• Requirement: Where a line below holds the string "completed", that line goes into the answer.

----

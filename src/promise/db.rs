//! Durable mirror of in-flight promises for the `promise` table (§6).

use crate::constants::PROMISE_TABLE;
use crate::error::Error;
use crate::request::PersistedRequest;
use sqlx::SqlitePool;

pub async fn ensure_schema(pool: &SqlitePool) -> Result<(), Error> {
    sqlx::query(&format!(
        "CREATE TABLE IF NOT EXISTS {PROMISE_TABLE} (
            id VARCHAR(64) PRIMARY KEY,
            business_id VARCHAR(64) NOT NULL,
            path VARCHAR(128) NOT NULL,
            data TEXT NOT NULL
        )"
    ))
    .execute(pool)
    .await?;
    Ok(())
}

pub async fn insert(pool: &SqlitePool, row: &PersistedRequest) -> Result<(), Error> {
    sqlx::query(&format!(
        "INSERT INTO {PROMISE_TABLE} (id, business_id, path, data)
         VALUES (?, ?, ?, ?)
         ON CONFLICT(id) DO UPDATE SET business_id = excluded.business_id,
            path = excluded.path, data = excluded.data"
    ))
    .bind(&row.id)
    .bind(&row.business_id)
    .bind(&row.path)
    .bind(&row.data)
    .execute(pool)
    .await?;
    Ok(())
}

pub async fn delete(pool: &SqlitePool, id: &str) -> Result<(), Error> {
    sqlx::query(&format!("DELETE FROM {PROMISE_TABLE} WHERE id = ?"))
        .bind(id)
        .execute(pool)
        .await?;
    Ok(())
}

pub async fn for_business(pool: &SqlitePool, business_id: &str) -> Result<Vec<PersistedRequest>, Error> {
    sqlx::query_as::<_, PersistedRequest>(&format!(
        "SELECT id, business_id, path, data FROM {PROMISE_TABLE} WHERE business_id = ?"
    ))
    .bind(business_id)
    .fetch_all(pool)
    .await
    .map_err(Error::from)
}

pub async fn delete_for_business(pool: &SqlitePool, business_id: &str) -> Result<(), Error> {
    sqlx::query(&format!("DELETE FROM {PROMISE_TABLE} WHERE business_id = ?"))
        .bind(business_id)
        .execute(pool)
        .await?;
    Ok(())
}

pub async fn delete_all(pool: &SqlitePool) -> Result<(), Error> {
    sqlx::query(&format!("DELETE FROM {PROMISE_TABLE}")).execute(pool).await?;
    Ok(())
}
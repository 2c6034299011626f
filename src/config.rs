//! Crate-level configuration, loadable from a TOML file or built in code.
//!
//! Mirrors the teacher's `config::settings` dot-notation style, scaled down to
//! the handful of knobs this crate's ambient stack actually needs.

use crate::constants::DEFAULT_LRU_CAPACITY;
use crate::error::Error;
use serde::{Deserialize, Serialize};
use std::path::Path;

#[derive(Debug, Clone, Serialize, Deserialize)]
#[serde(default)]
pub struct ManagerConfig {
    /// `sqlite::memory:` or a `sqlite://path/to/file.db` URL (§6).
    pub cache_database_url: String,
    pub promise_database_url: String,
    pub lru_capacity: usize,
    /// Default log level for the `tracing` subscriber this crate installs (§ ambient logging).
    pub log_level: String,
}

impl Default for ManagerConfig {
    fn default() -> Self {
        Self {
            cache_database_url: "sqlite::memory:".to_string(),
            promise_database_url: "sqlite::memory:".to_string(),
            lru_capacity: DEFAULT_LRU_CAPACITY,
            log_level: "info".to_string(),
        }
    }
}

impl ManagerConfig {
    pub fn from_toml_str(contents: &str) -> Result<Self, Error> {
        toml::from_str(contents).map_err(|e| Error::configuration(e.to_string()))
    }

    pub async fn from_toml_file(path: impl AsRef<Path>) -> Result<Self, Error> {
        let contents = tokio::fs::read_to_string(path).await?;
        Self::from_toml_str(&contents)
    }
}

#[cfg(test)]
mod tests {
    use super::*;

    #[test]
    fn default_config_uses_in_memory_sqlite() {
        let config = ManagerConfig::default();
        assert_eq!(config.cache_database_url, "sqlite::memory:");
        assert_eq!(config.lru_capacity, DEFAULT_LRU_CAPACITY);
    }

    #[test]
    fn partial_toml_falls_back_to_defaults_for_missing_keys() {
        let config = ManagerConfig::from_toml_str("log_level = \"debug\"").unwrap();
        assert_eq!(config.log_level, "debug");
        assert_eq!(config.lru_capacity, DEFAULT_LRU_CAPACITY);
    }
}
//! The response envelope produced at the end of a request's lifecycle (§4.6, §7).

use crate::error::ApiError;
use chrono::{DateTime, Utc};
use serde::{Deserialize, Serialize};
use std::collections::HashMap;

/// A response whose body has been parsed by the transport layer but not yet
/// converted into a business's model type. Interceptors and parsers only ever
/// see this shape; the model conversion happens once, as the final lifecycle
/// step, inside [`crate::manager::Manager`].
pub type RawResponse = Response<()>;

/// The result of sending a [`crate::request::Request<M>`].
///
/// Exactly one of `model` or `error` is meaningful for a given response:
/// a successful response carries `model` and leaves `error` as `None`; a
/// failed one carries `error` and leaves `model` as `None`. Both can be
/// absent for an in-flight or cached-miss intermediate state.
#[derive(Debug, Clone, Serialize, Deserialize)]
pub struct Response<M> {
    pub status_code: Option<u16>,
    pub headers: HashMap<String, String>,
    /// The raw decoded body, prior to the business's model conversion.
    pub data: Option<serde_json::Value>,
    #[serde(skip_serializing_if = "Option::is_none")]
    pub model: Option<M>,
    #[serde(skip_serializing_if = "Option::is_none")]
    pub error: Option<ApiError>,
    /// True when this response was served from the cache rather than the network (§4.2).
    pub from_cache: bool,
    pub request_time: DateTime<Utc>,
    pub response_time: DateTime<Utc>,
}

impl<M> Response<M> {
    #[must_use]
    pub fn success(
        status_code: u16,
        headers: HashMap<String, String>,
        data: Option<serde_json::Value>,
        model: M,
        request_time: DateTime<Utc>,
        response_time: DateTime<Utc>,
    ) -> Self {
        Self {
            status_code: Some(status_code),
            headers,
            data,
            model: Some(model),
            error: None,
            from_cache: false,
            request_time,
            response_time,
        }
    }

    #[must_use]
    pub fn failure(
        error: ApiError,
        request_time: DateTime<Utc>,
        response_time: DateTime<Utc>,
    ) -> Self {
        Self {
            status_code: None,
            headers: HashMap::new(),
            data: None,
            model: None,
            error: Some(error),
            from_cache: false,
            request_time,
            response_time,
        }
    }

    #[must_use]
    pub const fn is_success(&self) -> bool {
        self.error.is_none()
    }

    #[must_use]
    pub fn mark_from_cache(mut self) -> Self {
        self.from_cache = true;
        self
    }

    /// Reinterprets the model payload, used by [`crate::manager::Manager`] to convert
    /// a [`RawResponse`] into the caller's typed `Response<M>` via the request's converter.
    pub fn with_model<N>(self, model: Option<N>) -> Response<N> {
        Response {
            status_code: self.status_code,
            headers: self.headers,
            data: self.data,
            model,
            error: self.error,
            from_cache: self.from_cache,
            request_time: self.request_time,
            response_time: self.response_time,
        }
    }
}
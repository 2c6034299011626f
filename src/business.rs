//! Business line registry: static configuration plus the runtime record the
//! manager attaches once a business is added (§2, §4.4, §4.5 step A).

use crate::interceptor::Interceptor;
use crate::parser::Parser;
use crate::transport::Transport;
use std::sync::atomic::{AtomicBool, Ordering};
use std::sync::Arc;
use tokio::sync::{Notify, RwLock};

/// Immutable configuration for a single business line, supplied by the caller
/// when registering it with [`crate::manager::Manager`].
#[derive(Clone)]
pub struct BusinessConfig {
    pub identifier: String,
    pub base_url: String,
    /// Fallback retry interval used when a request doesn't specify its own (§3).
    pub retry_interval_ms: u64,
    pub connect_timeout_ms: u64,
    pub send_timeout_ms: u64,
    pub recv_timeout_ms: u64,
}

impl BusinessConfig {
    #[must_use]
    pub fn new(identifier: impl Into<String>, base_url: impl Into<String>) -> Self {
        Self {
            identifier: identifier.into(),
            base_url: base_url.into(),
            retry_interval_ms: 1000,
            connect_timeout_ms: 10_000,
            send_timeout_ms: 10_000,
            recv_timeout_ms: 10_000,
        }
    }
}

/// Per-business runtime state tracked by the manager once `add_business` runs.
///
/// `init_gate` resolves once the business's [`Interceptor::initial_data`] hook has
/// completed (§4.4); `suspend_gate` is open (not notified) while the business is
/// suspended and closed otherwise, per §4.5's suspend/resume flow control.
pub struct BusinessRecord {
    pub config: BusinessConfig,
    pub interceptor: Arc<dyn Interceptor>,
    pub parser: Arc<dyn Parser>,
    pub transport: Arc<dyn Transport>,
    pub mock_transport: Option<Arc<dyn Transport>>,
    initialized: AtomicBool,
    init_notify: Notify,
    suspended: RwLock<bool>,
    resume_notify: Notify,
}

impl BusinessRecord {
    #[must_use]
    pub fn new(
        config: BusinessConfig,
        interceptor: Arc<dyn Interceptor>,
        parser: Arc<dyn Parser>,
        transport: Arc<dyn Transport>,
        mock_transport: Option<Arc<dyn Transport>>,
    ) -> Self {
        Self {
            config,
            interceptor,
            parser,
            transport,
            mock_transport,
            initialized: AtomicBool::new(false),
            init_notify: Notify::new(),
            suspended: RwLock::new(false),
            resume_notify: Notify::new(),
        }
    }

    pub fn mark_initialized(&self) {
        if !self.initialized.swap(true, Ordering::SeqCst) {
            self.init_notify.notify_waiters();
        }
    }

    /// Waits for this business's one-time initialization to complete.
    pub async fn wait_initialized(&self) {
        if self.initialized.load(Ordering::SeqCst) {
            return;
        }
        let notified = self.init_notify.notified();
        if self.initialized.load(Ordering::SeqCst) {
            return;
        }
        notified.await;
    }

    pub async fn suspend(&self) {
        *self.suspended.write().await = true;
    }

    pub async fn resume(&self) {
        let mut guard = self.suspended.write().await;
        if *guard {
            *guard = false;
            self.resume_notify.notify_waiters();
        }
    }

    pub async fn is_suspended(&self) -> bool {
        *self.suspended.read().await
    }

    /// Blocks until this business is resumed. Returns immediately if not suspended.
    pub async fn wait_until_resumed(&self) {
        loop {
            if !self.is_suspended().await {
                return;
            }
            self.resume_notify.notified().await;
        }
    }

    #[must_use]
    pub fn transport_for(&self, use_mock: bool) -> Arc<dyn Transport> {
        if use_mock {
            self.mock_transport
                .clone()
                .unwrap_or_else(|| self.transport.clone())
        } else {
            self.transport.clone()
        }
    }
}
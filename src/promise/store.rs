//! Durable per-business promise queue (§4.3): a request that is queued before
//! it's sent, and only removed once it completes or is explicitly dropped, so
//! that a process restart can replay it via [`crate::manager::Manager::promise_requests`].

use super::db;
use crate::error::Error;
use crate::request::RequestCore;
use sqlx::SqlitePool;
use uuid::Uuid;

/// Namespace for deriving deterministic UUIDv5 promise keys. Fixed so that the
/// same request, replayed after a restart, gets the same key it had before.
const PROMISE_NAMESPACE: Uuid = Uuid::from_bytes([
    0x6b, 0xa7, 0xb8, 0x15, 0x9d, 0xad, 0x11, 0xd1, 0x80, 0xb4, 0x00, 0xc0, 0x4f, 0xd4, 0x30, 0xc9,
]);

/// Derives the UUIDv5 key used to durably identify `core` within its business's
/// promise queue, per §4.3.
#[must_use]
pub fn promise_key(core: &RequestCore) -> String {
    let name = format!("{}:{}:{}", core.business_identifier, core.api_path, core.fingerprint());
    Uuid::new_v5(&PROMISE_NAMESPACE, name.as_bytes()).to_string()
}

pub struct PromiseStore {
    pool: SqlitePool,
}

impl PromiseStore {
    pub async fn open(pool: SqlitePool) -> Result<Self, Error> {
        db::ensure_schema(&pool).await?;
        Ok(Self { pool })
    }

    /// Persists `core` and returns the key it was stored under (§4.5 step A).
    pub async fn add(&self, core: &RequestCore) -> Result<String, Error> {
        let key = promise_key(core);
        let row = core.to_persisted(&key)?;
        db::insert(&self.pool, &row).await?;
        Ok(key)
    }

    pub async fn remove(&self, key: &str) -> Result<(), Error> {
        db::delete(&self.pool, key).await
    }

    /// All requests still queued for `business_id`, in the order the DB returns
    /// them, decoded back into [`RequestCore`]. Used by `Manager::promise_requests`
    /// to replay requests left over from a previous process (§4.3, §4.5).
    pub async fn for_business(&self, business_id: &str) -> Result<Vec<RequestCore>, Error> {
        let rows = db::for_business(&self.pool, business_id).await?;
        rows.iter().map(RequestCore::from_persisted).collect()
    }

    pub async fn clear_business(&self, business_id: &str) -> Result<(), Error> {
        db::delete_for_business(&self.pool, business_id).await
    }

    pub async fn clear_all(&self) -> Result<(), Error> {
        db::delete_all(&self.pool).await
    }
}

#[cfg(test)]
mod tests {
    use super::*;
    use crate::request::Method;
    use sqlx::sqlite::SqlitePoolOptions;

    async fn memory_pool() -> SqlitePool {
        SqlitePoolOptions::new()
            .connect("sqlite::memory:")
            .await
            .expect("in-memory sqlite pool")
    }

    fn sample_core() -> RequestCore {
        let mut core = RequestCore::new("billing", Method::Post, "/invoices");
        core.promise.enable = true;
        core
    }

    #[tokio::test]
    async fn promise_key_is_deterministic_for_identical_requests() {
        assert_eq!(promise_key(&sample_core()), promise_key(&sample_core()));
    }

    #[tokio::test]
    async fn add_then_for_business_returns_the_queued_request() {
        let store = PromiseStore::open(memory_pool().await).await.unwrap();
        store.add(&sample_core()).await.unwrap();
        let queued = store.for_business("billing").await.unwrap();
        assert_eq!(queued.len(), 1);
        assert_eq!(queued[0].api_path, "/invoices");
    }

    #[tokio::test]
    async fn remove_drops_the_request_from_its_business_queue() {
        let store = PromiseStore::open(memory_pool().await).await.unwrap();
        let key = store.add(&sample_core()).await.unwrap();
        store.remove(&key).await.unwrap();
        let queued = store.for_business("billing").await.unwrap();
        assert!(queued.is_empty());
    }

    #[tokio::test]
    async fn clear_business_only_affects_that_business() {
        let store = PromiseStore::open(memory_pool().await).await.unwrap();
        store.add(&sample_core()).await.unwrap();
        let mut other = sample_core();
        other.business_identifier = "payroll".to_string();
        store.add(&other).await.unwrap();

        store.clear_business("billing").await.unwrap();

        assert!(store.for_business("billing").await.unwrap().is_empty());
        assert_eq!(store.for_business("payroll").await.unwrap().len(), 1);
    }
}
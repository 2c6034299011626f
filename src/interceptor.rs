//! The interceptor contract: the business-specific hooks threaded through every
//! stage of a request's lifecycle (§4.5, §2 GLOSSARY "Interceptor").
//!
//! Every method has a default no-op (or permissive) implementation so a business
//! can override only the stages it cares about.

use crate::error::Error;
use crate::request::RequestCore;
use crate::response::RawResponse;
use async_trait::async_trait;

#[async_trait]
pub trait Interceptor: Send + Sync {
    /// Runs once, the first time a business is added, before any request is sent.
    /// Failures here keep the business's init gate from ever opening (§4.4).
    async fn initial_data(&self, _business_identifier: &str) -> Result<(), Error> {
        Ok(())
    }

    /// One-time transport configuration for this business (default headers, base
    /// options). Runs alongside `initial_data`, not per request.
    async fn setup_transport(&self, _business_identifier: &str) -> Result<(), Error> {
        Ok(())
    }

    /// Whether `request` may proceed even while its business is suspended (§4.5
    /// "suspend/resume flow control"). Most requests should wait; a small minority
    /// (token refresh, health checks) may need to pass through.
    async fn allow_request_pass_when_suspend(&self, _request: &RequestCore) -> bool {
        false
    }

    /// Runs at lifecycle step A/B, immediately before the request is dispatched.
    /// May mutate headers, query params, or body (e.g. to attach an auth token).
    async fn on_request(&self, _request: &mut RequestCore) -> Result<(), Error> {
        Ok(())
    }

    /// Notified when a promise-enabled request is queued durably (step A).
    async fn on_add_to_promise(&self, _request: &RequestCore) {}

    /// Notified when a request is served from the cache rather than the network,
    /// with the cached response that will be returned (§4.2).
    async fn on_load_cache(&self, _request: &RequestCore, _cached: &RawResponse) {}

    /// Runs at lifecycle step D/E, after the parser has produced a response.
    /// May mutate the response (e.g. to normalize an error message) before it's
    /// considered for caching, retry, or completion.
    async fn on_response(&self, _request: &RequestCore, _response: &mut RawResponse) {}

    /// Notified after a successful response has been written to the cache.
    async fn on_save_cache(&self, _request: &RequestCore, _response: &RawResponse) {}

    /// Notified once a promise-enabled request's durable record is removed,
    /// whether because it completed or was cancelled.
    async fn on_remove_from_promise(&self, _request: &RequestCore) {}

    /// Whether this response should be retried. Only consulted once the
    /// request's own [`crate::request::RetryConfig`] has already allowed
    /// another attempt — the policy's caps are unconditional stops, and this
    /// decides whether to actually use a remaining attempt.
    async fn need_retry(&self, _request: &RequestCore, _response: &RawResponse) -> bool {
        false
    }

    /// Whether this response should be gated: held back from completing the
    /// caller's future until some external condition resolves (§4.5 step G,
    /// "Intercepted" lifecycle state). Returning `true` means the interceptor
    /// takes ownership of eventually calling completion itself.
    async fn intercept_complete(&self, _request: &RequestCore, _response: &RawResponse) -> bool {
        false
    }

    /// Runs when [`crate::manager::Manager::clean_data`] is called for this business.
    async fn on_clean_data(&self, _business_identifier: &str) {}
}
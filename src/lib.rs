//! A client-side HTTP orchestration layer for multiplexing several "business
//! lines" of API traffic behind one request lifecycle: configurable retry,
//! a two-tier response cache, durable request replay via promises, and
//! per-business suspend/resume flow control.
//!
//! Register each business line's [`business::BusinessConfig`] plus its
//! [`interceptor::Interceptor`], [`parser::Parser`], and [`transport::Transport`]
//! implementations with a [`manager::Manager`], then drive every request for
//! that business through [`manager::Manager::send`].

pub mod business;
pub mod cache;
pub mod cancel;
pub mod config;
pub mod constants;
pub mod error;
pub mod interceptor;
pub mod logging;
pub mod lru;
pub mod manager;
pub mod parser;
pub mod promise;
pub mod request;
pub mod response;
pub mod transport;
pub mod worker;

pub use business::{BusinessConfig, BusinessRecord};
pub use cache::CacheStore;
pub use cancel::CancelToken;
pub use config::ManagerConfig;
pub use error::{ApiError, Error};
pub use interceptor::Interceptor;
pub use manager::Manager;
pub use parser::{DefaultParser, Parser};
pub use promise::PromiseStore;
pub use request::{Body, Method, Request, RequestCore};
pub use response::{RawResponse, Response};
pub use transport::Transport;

----

• Reply:
/// completed (§4.4); `suspend_gate` is open (not notified) while the business is
    /// whether because it completed or was cancelled.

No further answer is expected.